The Aviation Cocktail is a 2012 independent American drama film directed by David R. Higgins and starring Michael Haskins, Brandon Eaton, Beau Kiger, and Leah Lockhart. The plot is about the entangled lives of three World War II veterans living in the Midwestern United States in the 1950s. The film's title refers to a famous drink, the aviation.

Plot
The film follows the lives of 3 three World War II veterans living in a rural midwestern town in 1958. It opens on pilot Jack Fisher (Michael Haskins), who gets a call from his sheriff brother Henry (Beau Kiger) with word about a suspected serial killer he has been tracking.
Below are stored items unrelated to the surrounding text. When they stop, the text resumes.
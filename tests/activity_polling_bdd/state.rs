//! Scenario state for the activity polling BDD tests.

use std::cell::RefCell;
use std::rc::Rc;

use camino::Utf8PathBuf;
use repopulse::{ActivityPoller, NotificationLog, NotificationRecord, RepositorySlug, RestGateway};
use rstest_bdd::Slot;
use rstest_bdd_macros::ScenarioState;
use serde_json::{Value, json};
use tempfile::TempDir;
use tokio::runtime::{Builder, Runtime};
use wiremock::MockServer;

/// Runtime shared between steps of one scenario.
#[derive(Clone)]
pub(crate) struct SharedRuntime(Rc<RefCell<Runtime>>);

impl SharedRuntime {
    pub(crate) fn block_on<F: std::future::Future>(&self, future: F) -> F::Output {
        self.0.borrow().block_on(future)
    }
}

#[derive(ScenarioState, Default)]
pub(crate) struct ActivityState {
    pub(crate) runtime: Slot<SharedRuntime>,
    pub(crate) server: Slot<MockServer>,
    pub(crate) directory: Slot<Rc<TempDir>>,
    pub(crate) poller: Slot<ActivityPoller>,
    pub(crate) recorded: Slot<Vec<NotificationRecord>>,
}

/// Starts the runtime and mock server and creates an empty log directory,
/// once per scenario.
pub(crate) fn prepare(state: &ActivityState) -> SharedRuntime {
    if state.runtime.with_ref(|_| ()).is_none() {
        let runtime = Builder::new_current_thread()
            .enable_all()
            .build()
            .unwrap_or_else(|error| panic!("failed to create Tokio runtime: {error}"));
        state.runtime.set(SharedRuntime(Rc::new(RefCell::new(runtime))));
    }
    let runtime = state
        .runtime
        .get()
        .unwrap_or_else(|| panic!("runtime not initialised after set"));

    if state.server.with_ref(|_| ()).is_none() {
        state.server.set(runtime.block_on(MockServer::start()));
    }
    if state.directory.with_ref(|_| ()).is_none() {
        let directory = TempDir::new()
            .unwrap_or_else(|error| panic!("failed to create temporary directory: {error}"));
        state.directory.set(Rc::new(directory));
    }
    runtime
}

/// Notification log inside the scenario's temporary directory.
pub(crate) fn notification_log(state: &ActivityState) -> NotificationLog {
    let directory = state
        .directory
        .get()
        .unwrap_or_else(|| panic!("log directory not initialised"));
    let base = Utf8PathBuf::from_path_buf(directory.path().to_path_buf())
        .unwrap_or_else(|path| panic!("temporary path is not UTF-8: {}", path.display()));
    NotificationLog::new(base.join("notifications.json"))
}

/// Feed entry for an issue opened at `time`.
pub(crate) fn issue_event(number: u64, time: &str) -> Value {
    json!({
        "type": "IssuesEvent",
        "actor": {"login": "grace"},
        "created_at": time,
        "payload": {"action": "opened", "issue": {"number": number, "title": format!("Bug {number}")}}
    })
}

/// Runs one poll for `repo` against the mock server, keeping the poller
/// between steps.
pub(crate) fn poll_once(state: &ActivityState, repo: &str) -> Vec<NotificationRecord> {
    let runtime = prepare(state);
    let uri = state
        .server
        .with_ref(MockServer::uri)
        .unwrap_or_else(|| panic!("mock server not initialised"));
    let slug = RepositorySlug::parse(repo)
        .unwrap_or_else(|error| panic!("invalid repository in scenario: {error}"));
    let gateway = RestGateway::new(&uri, &uri, None)
        .unwrap_or_else(|error| panic!("failed to build gateway: {error}"));
    let log = notification_log(state);
    let mut poller = state
        .poller
        .take()
        .unwrap_or_else(|| ActivityPoller::new(slug));

    let records = runtime.block_on(poller.tick(&gateway, &log));
    state.poller.set(poller);
    records
}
They arrive to find the brothers' longtime friend Bob Halloran (Brandon Eaton), has a posse formed in a standoff with the suspect holding a young girl hostage in a barn. Once the posse discovers the hostage is dead, they unload bullets into the barn, injuring the suspect. The Fisher brothers and Halloran load the bleeding suspect into Jack's plane, but a decision is made during the flight that propels mounting tension between the 3 men.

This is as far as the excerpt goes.